Capital Expenditure and New Vertical Development
Rajratan is investing INR70 crores in a new steel cord project, with INR50 crores already invested and INR20 crores remaining. This plant will have a capacity of 10,000 tons per year and a peak revenue potential of INR150 crores, expected to be reached within two years. Production trials for the steel cord project are anticipated to begin in Q2 FY27. This new vertical, while similar to existing wire drawing products, represents an effort to identify new growth areas and expand the product portfolio into niche markets like conveyor belts.
Taxation, Working Capital, and Debt Management
The company's effective tax rate was low due to income tax exemptions in Thailand for sales exceeding 36,000 tons, resulting in a 13.9% effective rate for its BOI privileged company. The receivable cycle has increased due to US exports, as the US subsidiary's payment terms extend to 30-60 days after material receipt, impacting working capital. Rajratan repaid INR50 crores of term loan in the current year and expects long-term borrowing to be less than INR50 crores, while working capital borrowing will continue at 7-7.5%.

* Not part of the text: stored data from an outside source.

//! Numeric evaluation of expressions
//!
//! Two evaluation modes: exact rational evaluation (fails on fractional
//! exponents, i.e. radicals) and floating-point evaluation for the
//! verification boundary.

use super::Expression;
use crate::core::Symbol;
use crate::error::{SolveError, SolveResult};
use num_rational::BigRational;
use num_traits::{ToPrimitive, Zero};
use std::collections::BTreeMap;

impl Expression {
    /// Evaluate to an exact rational under the given symbol bindings
    ///
    /// Fails when the expression contains an unbound symbol, a recurrence
    /// call, or a power that does not resolve to an integer exponent (for
    /// example a square root).
    pub fn eval_exact(&self, bindings: &BTreeMap<Symbol, BigRational>) -> SolveResult<BigRational> {
        match self {
            Expression::Number(num) => Ok(num.to_rational()),
            Expression::Symbol(sym) => bindings.get(sym).cloned().ok_or_else(|| {
                SolveError::EvaluationFailed {
                    expression: self.clone(),
                    reason: format!("unbound symbol {}", sym),
                }
            }),
            Expression::RecCall(_) => Err(SolveError::EvaluationFailed {
                expression: self.clone(),
                reason: "recurrence call in evaluated expression".to_string(),
            }),
            Expression::Add(terms) => {
                let mut sum = BigRational::zero();
                for term in terms.iter() {
                    sum += term.eval_exact(bindings)?;
                }
                Ok(sum)
            }
            Expression::Mul(factors) => {
                let mut product = BigRational::from_integer(1.into());
                for factor in factors.iter() {
                    product *= factor.eval_exact(bindings)?;
                }
                Ok(product)
            }
            Expression::Pow(base, exponent) => {
                let base_value = base.eval_exact(bindings)?;
                let exp_value = exponent.eval_exact(bindings)?;
                if !exp_value.is_integer() {
                    return Err(SolveError::EvaluationFailed {
                        expression: self.clone(),
                        reason: format!("non-integer exponent {}", exp_value),
                    });
                }
                let exp_int = exp_value.to_integer().to_i64().ok_or_else(|| {
                    SolveError::EvaluationFailed {
                        expression: self.clone(),
                        reason: "exponent out of range".to_string(),
                    }
                })?;
                if base_value.is_zero() && exp_int < 0 {
                    return Err(SolveError::EvaluationFailed {
                        expression: self.clone(),
                        reason: "zero raised to a negative power".to_string(),
                    });
                }
                if base_value.is_zero() {
                    return Ok(if exp_int == 0 {
                        BigRational::from_integer(1.into())
                    } else {
                        BigRational::zero()
                    });
                }
                let magnitude = exp_int.unsigned_abs().min(u32::MAX as u64) as u32;
                let powered = BigRational::new(
                    num_traits::pow::Pow::pow(base_value.numer(), magnitude),
                    num_traits::pow::Pow::pow(base_value.denom(), magnitude),
                );
                Ok(if exp_int < 0 { powered.recip() } else { powered })
            }
        }
    }

    /// Evaluate to a floating-point value under the given symbol bindings
    ///
    /// Radicals evaluate through `f64::powf`; negative bases with fractional
    /// exponents are rejected rather than silently producing NaN.
    pub fn eval_f64(&self, bindings: &BTreeMap<Symbol, f64>) -> SolveResult<f64> {
        match self {
            Expression::Number(num) => Ok(num.to_f64()),
            Expression::Symbol(sym) => {
                bindings
                    .get(sym)
                    .copied()
                    .ok_or_else(|| SolveError::EvaluationFailed {
                        expression: self.clone(),
                        reason: format!("unbound symbol {}", sym),
                    })
            }
            Expression::RecCall(_) => Err(SolveError::EvaluationFailed {
                expression: self.clone(),
                reason: "recurrence call in evaluated expression".to_string(),
            }),
            Expression::Add(terms) => {
                let mut sum = 0.0;
                for term in terms.iter() {
                    sum += term.eval_f64(bindings)?;
                }
                Ok(sum)
            }
            Expression::Mul(factors) => {
                let mut product = 1.0;
                for factor in factors.iter() {
                    product *= factor.eval_f64(bindings)?;
                }
                Ok(product)
            }
            Expression::Pow(base, exponent) => {
                let base_value = base.eval_f64(bindings)?;
                let exp_value = exponent.eval_f64(bindings)?;
                let result = if exp_value.fract() == 0.0 && exp_value.abs() < i32::MAX as f64 {
                    base_value.powi(exp_value as i32)
                } else {
                    base_value.powf(exp_value)
                };
                if result.is_nan() {
                    return Err(SolveError::EvaluationFailed {
                        expression: self.clone(),
                        reason: format!("{}^{} is not a real number", base_value, exp_value),
                    });
                }
                Ok(result)
            }
        }
    }

    /// Evaluate a closed form in `n` at an integer point, exactly if the
    /// expression is radical-free and through `f64` otherwise
    pub fn eval_at(&self, n: i64) -> SolveResult<f64> {
        let mut exact_bindings = BTreeMap::new();
        exact_bindings.insert(Symbol::n(), BigRational::from_integer(n.into()));
        match self.eval_exact(&exact_bindings) {
            Ok(value) => value
                .to_f64()
                .ok_or_else(|| SolveError::EvaluationFailed {
                    expression: self.clone(),
                    reason: "value out of f64 range".to_string(),
                }),
            Err(_) => {
                let mut bindings = BTreeMap::new();
                bindings.insert(Symbol::n(), n as f64);
                self.eval_f64(&bindings)
            }
        }
    }
}
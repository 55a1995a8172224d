//! Helper functions for simplification

use crate::core::{Expression, Number};
use std::cmp::Ordering;

/// Canonical ordering for expressions to ensure consistent output
pub(super) fn expression_order(a: &Expression, b: &Expression) -> Ordering {
    match (a, b) {
        // Numbers come first, ordered by exact value
        (Expression::Number(n1), Expression::Number(n2)) => n1.cmp(n2),
        (Expression::Number(_), _) => Ordering::Less,
        (_, Expression::Number(_)) => Ordering::Greater,

        // Symbols next, alphabetically
        (Expression::Symbol(s1), Expression::Symbol(s2)) => s1.name().cmp(s2.name()),
        (Expression::Symbol(_), _) => Ordering::Less,
        (_, Expression::Symbol(_)) => Ordering::Greater,

        // Recurrence calls ordered by offset
        (Expression::RecCall(j1), Expression::RecCall(j2)) => j1.cmp(j2),
        (Expression::RecCall(_), _) => Ordering::Less,
        (_, Expression::RecCall(_)) => Ordering::Greater,

        // Sums order after products; both compare lexicographically
        (Expression::Add(t1), Expression::Add(t2)) => operand_order(t1, t2),
        (Expression::Add(_), _) => Ordering::Greater,
        (_, Expression::Add(_)) => Ordering::Less,

        (Expression::Mul(f1), Expression::Mul(f2)) => operand_order(f1, f2),
        (Expression::Mul(_), _) => Ordering::Greater,
        (_, Expression::Mul(_)) => Ordering::Less,

        (Expression::Pow(b1, e1), Expression::Pow(b2, e2)) => {
            expression_order(b1, b2).then_with(|| expression_order(e1, e2))
        }
    }
}

/// Lexicographic ordering over operand lists, shorter lists first on ties
fn operand_order(a: &[Expression], b: &[Expression]) -> Ordering {
    for (x, y) in a.iter().zip(b.iter()) {
        let ord = expression_order(x, y);
        if ord != Ordering::Equal {
            return ord;
        }
    }
    a.len().cmp(&b.len())
}

/// Extract coefficient and base term from a simplified expression
///
/// - `3*x` -> `(3, x)`
/// - `-2*n*2^n` -> `(-2, n*2^n)`
/// - `x` -> `(1, x)`
pub(super) fn extract_coefficient_and_base(expr: &Expression) -> (Number, Expression) {
    match expr {
        Expression::Mul(factors) if factors.len() >= 2 => {
            if let Expression::Number(num) = &factors[0] {
                let base = if factors.len() == 2 {
                    factors[1].clone()
                } else {
                    Expression::mul(factors[1..].to_vec())
                };
                (num.clone(), base)
            } else {
                (Number::integer(1), expr.clone())
            }
        }
        _ => (Number::integer(1), expr.clone()),
    }
}
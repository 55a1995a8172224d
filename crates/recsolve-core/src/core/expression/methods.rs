//! Structural introspection and substitution

use super::Expression;
use crate::core::{Number, Symbol};
use std::collections::BTreeSet;

impl Expression {
    /// View the expression as a number literal, if it is one
    pub fn as_number(&self) -> Option<&Number> {
        match self {
            Expression::Number(num) => Some(num),
            _ => None,
        }
    }

    /// Structural zero check (meaningful on simplified expressions)
    pub fn is_zero(&self) -> bool {
        match self {
            Expression::Number(num) => num.is_zero(),
            Expression::Add(terms) => terms.is_empty(),
            _ => false,
        }
    }

    /// Structural one check (meaningful on simplified expressions)
    pub fn is_one(&self) -> bool {
        match self {
            Expression::Number(num) => num.is_one(),
            Expression::Mul(factors) => factors.is_empty(),
            _ => false,
        }
    }

    /// Whether any `s(n-j)` application occurs within the expression
    pub fn mentions_rec_call(&self) -> bool {
        match self {
            Expression::RecCall(_) => true,
            Expression::Number(_) | Expression::Symbol(_) => false,
            Expression::Add(operands) | Expression::Mul(operands) => {
                operands.iter().any(Expression::mentions_rec_call)
            }
            Expression::Pow(base, exponent) => {
                base.mentions_rec_call() || exponent.mentions_rec_call()
            }
        }
    }

    /// Whether the given symbol occurs within the expression
    pub fn mentions_symbol(&self, symbol: &Symbol) -> bool {
        match self {
            Expression::Symbol(sym) => sym == symbol,
            Expression::Number(_) | Expression::RecCall(_) => false,
            Expression::Add(operands) | Expression::Mul(operands) => {
                operands.iter().any(|op| op.mentions_symbol(symbol))
            }
            Expression::Pow(base, exponent) => {
                base.mentions_symbol(symbol) || exponent.mentions_symbol(symbol)
            }
        }
    }

    /// Collect every free symbol, in deterministic order
    ///
    /// # Examples
    ///
    /// ```rust
    /// use recsolve_core::Expression;
    ///
    /// let expr = Expression::mul(vec![
    ///     Expression::symbol("p_0_0"),
    ///     Expression::pow(Expression::integer(2), Expression::n()),
    /// ]);
    /// let names: Vec<_> = expr.free_symbols().into_iter().collect();
    /// assert_eq!(names.len(), 2);
    /// ```
    pub fn free_symbols(&self) -> BTreeSet<Symbol> {
        let mut symbols = BTreeSet::new();
        self.collect_symbols(&mut symbols);
        symbols
    }

    fn collect_symbols(&self, into: &mut BTreeSet<Symbol>) {
        match self {
            Expression::Symbol(sym) => {
                into.insert(sym.clone());
            }
            Expression::Number(_) | Expression::RecCall(_) => {}
            Expression::Add(operands) | Expression::Mul(operands) => {
                for operand in operands.iter() {
                    operand.collect_symbols(into);
                }
            }
            Expression::Pow(base, exponent) => {
                base.collect_symbols(into);
                exponent.collect_symbols(into);
            }
        }
    }

    /// Replace every occurrence of `target` by `replacement`
    ///
    /// Substitution is a structural recursion over the tree; matching is by
    /// canonical equality of sub-trees, and the replacement is inserted by
    /// value, so no cycles can be introduced.
    pub fn substitute(&self, target: &Expression, replacement: &Expression) -> Expression {
        if self == target {
            return replacement.clone();
        }
        match self {
            Expression::Number(_) | Expression::Symbol(_) | Expression::RecCall(_) => self.clone(),
            Expression::Add(terms) => Expression::add(
                terms
                    .iter()
                    .map(|term| term.substitute(target, replacement))
                    .collect(),
            ),
            Expression::Mul(factors) => Expression::mul(
                factors
                    .iter()
                    .map(|factor| factor.substitute(target, replacement))
                    .collect(),
            ),
            Expression::Pow(base, exponent) => Expression::pow(
                base.substitute(target, replacement),
                exponent.substitute(target, replacement),
            ),
        }
    }

    /// Replace a symbol by an expression
    pub fn substitute_symbol(&self, symbol: &Symbol, replacement: &Expression) -> Expression {
        self.substitute(&Expression::Symbol(symbol.clone()), replacement)
    }
}
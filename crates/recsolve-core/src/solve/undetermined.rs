//! Undetermined-coefficients solve for the particular template
//!
//! Substitutes the template `P` into the recurrence residual
//! `sum_j c_j * P(n-j) - P(n) + F(n)`, expands, groups the result by
//! `(base, n-power)`, and solves the per-group linear equations for the `q`
//! coefficients exactly. Back-substitution must reduce the residual to zero.

use super::analyzer::Recurrence;
use super::particular::{classify_term, ParticularTemplate};
use crate::algebra::expand::Expand;
use crate::algebra::solve_rational;
use crate::core::{Expression, Symbol};
use crate::error::{SolveError, SolveResult};
use crate::simplify::Simplify;
use num_rational::BigRational;
use num_traits::Zero;
use std::collections::BTreeMap;

/// Solve for the template's coefficients and return the particular solution
pub fn solve_particular(
    recurrence: &Recurrence,
    template: &ParticularTemplate,
) -> SolveResult<Expression> {
    let residual = recurrence_residual(recurrence, &template.expression);
    let equations = group_residual(&residual, &template.symbols)?;

    let unknown_count = template.symbols.len();
    let mut matrix = Vec::with_capacity(equations.len());
    let mut rhs = Vec::with_capacity(equations.len());
    for (coefficients, constant) in &equations {
        let row: Vec<BigRational> = template
            .symbols
            .iter()
            .map(|symbol| coefficients.get(symbol).cloned().unwrap_or_else(BigRational::zero))
            .collect();
        debug_assert_eq!(row.len(), unknown_count);
        matrix.push(row);
        rhs.push(-constant.clone());
    }

    let solution = if matrix.is_empty() {
        // Residual already vanished; every template coefficient is free
        vec![BigRational::zero(); unknown_count]
    } else {
        solve_rational(matrix, rhs).ok_or(SolveError::UndeterminedSystemInconsistent)?
    };

    let bindings: BTreeMap<Symbol, Expression> = template
        .symbols
        .iter()
        .cloned()
        .zip(solution.into_iter().map(Expression::rational))
        .collect();

    // Back-substitution check: the residual must vanish identically
    let mut check = residual.clone();
    for (symbol, value) in &bindings {
        check = check.substitute_symbol(symbol, value);
    }
    let check = check.expand().simplify();
    if !check.is_zero() {
        return Err(SolveError::ResidualNonzero { residual: check });
    }

    let mut particular = template.expression.clone();
    for (symbol, value) in &bindings {
        particular = particular.substitute_symbol(symbol, value);
    }
    Ok(particular.expand().simplify())
}

/// Form `sum_j c_j * P(n-j) - P(n) + F(n)`, expanded and simplified
fn recurrence_residual(recurrence: &Recurrence, template: &Expression) -> Expression {
    let n = Symbol::n();
    let mut terms = Vec::with_capacity(recurrence.coefficients.len() + 2);

    for (offset, coefficient) in &recurrence.coefficients {
        let shifted_n = Expression::sub(Expression::n(), Expression::integer(*offset as i64));
        let shifted = template.substitute_symbol(&n, &shifted_n);
        terms.push(Expression::mul(vec![
            Expression::rational(coefficient.clone()),
            shifted,
        ]));
    }
    terms.push(Expression::neg(template.clone()));
    terms.push(recurrence.forcing.clone());

    Expression::add(terms).expand().simplify()
}

type GroupedEquation = (BTreeMap<Symbol, BigRational>, BigRational);

/// Group residual terms by `(base, degree)`; each group is one equation
/// `sum coeff_q * q + constant = 0`
fn group_residual(
    residual: &Expression,
    unknowns: &[Symbol],
) -> SolveResult<Vec<GroupedEquation>> {
    let terms: Vec<Expression> = match residual {
        Expression::Add(terms) => terms.as_ref().clone(),
        other if other.is_zero() => Vec::new(),
        other => vec![other.clone()],
    };

    let mut keys: Vec<(BigRational, u32)> = Vec::new();
    let mut groups: Vec<GroupedEquation> = Vec::new();

    for term in &terms {
        let shape = classify_term(term, true)?;
        if let Some(unknown) = &shape.unknown {
            if !unknowns.contains(unknown) {
                return Err(SolveError::ForcingUnsupported { term: term.clone() });
            }
        }

        let key = (shape.base.clone(), shape.degree);
        let position = match keys.iter().position(|k| *k == key) {
            Some(position) => position,
            None => {
                keys.push(key);
                groups.push((BTreeMap::new(), BigRational::zero()));
                keys.len() - 1
            }
        };

        let (coefficients, constant) = &mut groups[position];
        match shape.unknown {
            Some(unknown) => {
                *coefficients
                    .entry(unknown)
                    .or_insert_with(BigRational::zero) += shape.coefficient;
            }
            None => *constant += shape.coefficient,
        }
    }

    Ok(groups)
}

#[cfg(test)]
mod tests {
    use super::*;
    use crate::parser::parse_expression;
    use crate::solve::analyzer::analyze;
    use crate::solve::characteristic::characteristic_polynomial;
    use crate::solve::particular::build_template;
    use crate::solve::symbols::SymbolGen;
    use crate::algebra::find_real_roots;

    fn recurrence(rhs: &str, conditions: &[(i64, i64)]) -> Recurrence {
        let parsed = parse_expression(rhs).unwrap();
        let initial: BTreeMap<i64, Expression> = conditions
            .iter()
            .map(|&(index, value)| (index, Expression::integer(value)))
            .collect();
        analyze(&parsed, &initial).unwrap()
    }

    #[test]
    fn test_exponential_plus_constant_forcing() {
        // s(n) = s(n-1) + 2^n + 1: particular is 2*2^n + n
        let rec = recurrence("s(n-1) + 2^n + 1", &[(0, 0)]);
        let roots = find_real_roots(&characteristic_polynomial(&rec)).unwrap();
        let mut generator = SymbolGen::new();
        let template = build_template(&rec.forcing, &roots, &mut generator)
            .unwrap()
            .unwrap();
        let particular = solve_particular(&rec, &template).unwrap();

        // Evaluate at a few points: P(n) = 2*2^n + n
        for n in 0..5 {
            let expected = 2.0 * 2.0_f64.powi(n as i32) + n as f64;
            assert_eq!(particular.eval_at(n).unwrap(), expected);
        }
    }

    #[test]
    fn test_resonant_exponential_forcing() {
        // s(n) = 2*s(n-1) + 2^n: base 2 is a root, template n*q*2^n
        let rec = recurrence("2*s(n-1) + 2^n", &[(0, 1)]);
        let roots = find_real_roots(&characteristic_polynomial(&rec)).unwrap();
        let mut generator = SymbolGen::new();
        let template = build_template(&rec.forcing, &roots, &mut generator)
            .unwrap()
            .unwrap();
        let particular = solve_particular(&rec, &template).unwrap();

        // P(n) = n * 2^n satisfies P(n) - 2 P(n-1) = 2^n
        for n in 1..6 {
            let expected = n as f64 * 2.0_f64.powi(n as i32);
            assert_eq!(particular.eval_at(n).unwrap(), expected);
        }
    }

    #[test]
    fn test_polynomial_forcing() {
        // s(n) = s(n-2) + (1/2) n^2 + (1/2) n
        let rec = recurrence("s(n-2) + 0.5*n^2 + 0.5*n", &[(0, 0), (1, 1)]);
        let roots = find_real_roots(&characteristic_polynomial(&rec)).unwrap();
        let mut generator = SymbolGen::new();
        let template = build_template(&rec.forcing, &roots, &mut generator)
            .unwrap()
            .unwrap();
        let particular = solve_particular(&rec, &template).unwrap();

        // The residual must vanish: P(n) - P(n-2) = (1/2) n^2 + (1/2) n
        for n in 2..8 {
            let lhs = particular.eval_at(n).unwrap() - particular.eval_at(n - 2).unwrap();
            let rhs = 0.5 * (n * n) as f64 + 0.5 * n as f64;
            assert!((lhs - rhs).abs() < 1e-9);
        }
    }
}
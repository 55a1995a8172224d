//! Output rendering and round-trip guarantees
//!
//! The rendered closed form must parse back through the same expression
//! grammar and reproduce every initial condition at its index.

use num_traits::ToPrimitive;
use recsolve_core::formatter;
use recsolve_core::parser::input::parse_input;
use recsolve_core::parser::parse_expression;
use recsolve_core::RecurrenceSolver;

fn round_trip(text: &str) {
    let input = parse_input(text).unwrap();
    let mut solver = RecurrenceSolver::new(&input).unwrap();
    let closed = solver.solve().unwrap();

    let line = formatter::solution_line(&closed);
    assert!(line.starts_with("sdir := n -> "));
    assert!(line.ends_with(";\n"));
    assert!(!line.contains("**"), "output must use ^ for powers: {}", line);
    assert!(!line.contains("sqrt"), "square roots must render as ^(1/2): {}", line);

    // Strip the framing and re-parse the rendered body
    let body = line
        .trim_start_matches("sdir := n -> ")
        .trim_end_matches(";\n");
    let reparsed = parse_expression(body).unwrap();

    for (index, value) in &solver.recurrence().initial_conditions.clone() {
        let expected = value.to_f64().unwrap();
        let replayed = reparsed.eval_at(*index).unwrap();
        assert!(
            (replayed - expected).abs() < 1e-9,
            "s({}) should replay {} but got {}",
            index,
            expected,
            replayed
        );
    }
}

#[test]
fn round_trip_rational_roots() {
    round_trip("eqs :=\n[\ns(n) = -4*s(n-2) + 4*s(n-1),\ns(0) = 6,\ns(1) = 8\n];\n");
}

#[test]
fn round_trip_surd_roots() {
    round_trip("eqs :=\n[\ns(n) = s(n-1)+s(n-2),\ns(0) = 1,\ns(1) = 1\n];\n");
}

#[test]
fn round_trip_with_forcing() {
    round_trip("eqs :=\n[\ns(n) = s(n-1) + 2^n + 1,\ns(0) = 0\n];\n");
}

#[test]
fn rendered_output_is_byte_stable() {
    let text = "eqs :=\n[\ns(n) = 10*s(n-1) - s(n-2),\ns(0) = 1,\ns(1) = 10\n];\n";
    let mut first = RecurrenceSolver::new(&parse_input(text).unwrap()).unwrap();
    let mut second = RecurrenceSolver::new(&parse_input(text).unwrap()).unwrap();
    assert_eq!(
        formatter::solution_line(&first.solve().unwrap()),
        formatter::solution_line(&second.solve().unwrap()),
    );
}
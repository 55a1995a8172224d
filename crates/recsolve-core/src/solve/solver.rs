//! Solve orchestration
//!
//! One `RecurrenceSolver` is bound to one recurrence. The pipeline is
//! strictly top-down: analyze, characteristic roots, general solution,
//! particular solution when forcing is present, initial fit, simplify. The
//! closed form is cached, so solving twice yields identical output.

use super::analyzer::{analyze, Recurrence};
use super::characteristic::characteristic_polynomial;
use super::homogeneous::general_solution;
use super::initial::fit_initial_conditions;
use super::particular::build_template;
use super::symbols::SymbolGen;
use super::undetermined::solve_particular;
use crate::algebra::expand::Expand;
use crate::algebra::find_real_roots;
use crate::core::Expression;
use crate::error::SolveResult;
use crate::parser::input::ParsedInput;
use crate::simplify::Simplify;
use num_rational::BigRational;
use std::collections::BTreeMap;

/// Solver tunables
#[derive(Debug, Clone)]
pub struct SolverConfig {
    /// Evaluate closed forms exactly where possible before falling back to
    /// floating point
    pub prefer_exact: bool,
    /// Run a final expand-and-simplify pass over the fitted closed form
    pub simplify_after_solve: bool,
}

impl Default for SolverConfig {
    fn default() -> Self {
        Self {
            prefer_exact: true,
            simplify_after_solve: true,
        }
    }
}

/// Symbolic solver for one linear recurrence with constant coefficients
#[derive(Debug)]
pub struct RecurrenceSolver {
    recurrence: Recurrence,
    config: SolverConfig,
    closed_form: Option<Expression>,
    pub(crate) iteration_memo: Vec<BigRational>,
}

impl RecurrenceSolver {
    /// Analyze a parsed input file into a solver instance
    pub fn new(input: &ParsedInput) -> SolveResult<Self> {
        Self::with_config(input, SolverConfig::default())
    }

    pub fn with_config(input: &ParsedInput, config: SolverConfig) -> SolveResult<Self> {
        let recurrence = analyze(&input.recurrence_rhs, &input.initial)?;
        Ok(Self {
            recurrence,
            config,
            closed_form: None,
            iteration_memo: Vec::new(),
        })
    }

    /// Build a solver from an already-analyzed recurrence
    pub fn from_recurrence(recurrence: Recurrence) -> Self {
        Self {
            recurrence,
            config: SolverConfig::default(),
            closed_form: None,
            iteration_memo: Vec::new(),
        }
    }

    pub fn recurrence(&self) -> &Recurrence {
        &self.recurrence
    }

    pub fn config(&self) -> &SolverConfig {
        &self.config
    }

    /// Solve (or return the cached) closed form
    pub fn solve(&mut self) -> SolveResult<Expression> {
        if let Some(closed_form) = &self.closed_form {
            return Ok(closed_form.clone());
        }
        let closed_form = self.compute()?;
        self.closed_form = Some(closed_form.clone());
        Ok(closed_form)
    }

    fn compute(&self) -> SolveResult<Expression> {
        let recurrence = &self.recurrence;
        let mut symbols = SymbolGen::new();

        let char_poly = characteristic_polynomial(recurrence);
        log::debug!("characteristic polynomial: {}", char_poly);

        let roots = find_real_roots(&char_poly)?;
        log::debug!(
            "characteristic roots: {}",
            roots
                .iter()
                .map(|(root, multiplicity)| format!("{} (x{})", root, multiplicity))
                .collect::<Vec<_>>()
                .join(", ")
        );

        let general = general_solution(&roots, &mut symbols);

        let particular = match build_template(&recurrence.forcing, &roots, &mut symbols)? {
            Some(template) => {
                log::debug!("particular template: {}", template.expression);
                solve_particular(recurrence, &template)?
            }
            None => Expression::integer(0),
        };

        let candidate = Expression::add(vec![particular, general.expression]);
        let closed_form = fit_initial_conditions(recurrence, &candidate, &general.symbols)?;

        let closed_form = if self.config.simplify_after_solve {
            closed_form.expand().simplify()
        } else {
            closed_form
        };
        log::debug!("closed form: {}", closed_form);
        Ok(closed_form)
    }

    /// Exact forcing value at a concrete index
    pub(crate) fn forcing_at(&self, index: i64) -> SolveResult<BigRational> {
        let mut bindings = BTreeMap::new();
        bindings.insert(crate::core::Symbol::n(), BigRational::from_integer(index.into()));
        self.recurrence.forcing.eval_exact(&bindings)
    }
}

#[cfg(test)]
mod tests {
    use super::*;
    use crate::parser::input::parse_input;

    fn solver_for(text: &str) -> RecurrenceSolver {
        RecurrenceSolver::new(&parse_input(text).unwrap()).unwrap()
    }

    #[test]
    fn test_solve_is_cached_and_idempotent() {
        let mut solver =
            solver_for("eqs :=\n[\ns(n) = 6*s(n-1) - 9*s(n-2),\ns(0) = 1,\ns(1) = 6\n];\n");
        let first = solver.solve().unwrap();
        let second = solver.solve().unwrap();
        assert_eq!(first.to_string(), second.to_string());
    }

    #[test]
    fn test_repeated_root_closed_form() {
        // s(n) = 6 s(n-1) - 9 s(n-2), s(0)=1, s(1)=6 -> (1+n)*3^n
        let mut solver =
            solver_for("eqs :=\n[\ns(n) = 6*s(n-1) - 9*s(n-2),\ns(0) = 1,\ns(1) = 6\n];\n");
        let closed = solver.solve().unwrap();
        assert_eq!(closed.eval_at(4).unwrap(), 405.0);
    }

    #[test]
    fn test_complex_roots_error() {
        let mut solver = solver_for("eqs :=\n[\ns(n) = -s(n-2),\ns(0) = 1,\ns(1) = 1\n];\n");
        assert!(matches!(
            solver.solve(),
            Err(crate::error::SolveError::ComplexRootsPresent { .. })
        ));
    }
}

PLI Scheme and Margin Outlook
The company is facing uncertainty regarding benefits from the PLI scheme, as it missed production targets in the first two years and is currently negotiating for changes. If approved, the PLI scheme could provide INR40-50 crores over five years, based on 8% of incremental sales. Despite competitive intensity and raw material volatility, management is confident in maintaining a consolidated EBITDA margin of 13.5-14% safely, noting that competitors are already operating at lower profitability levels.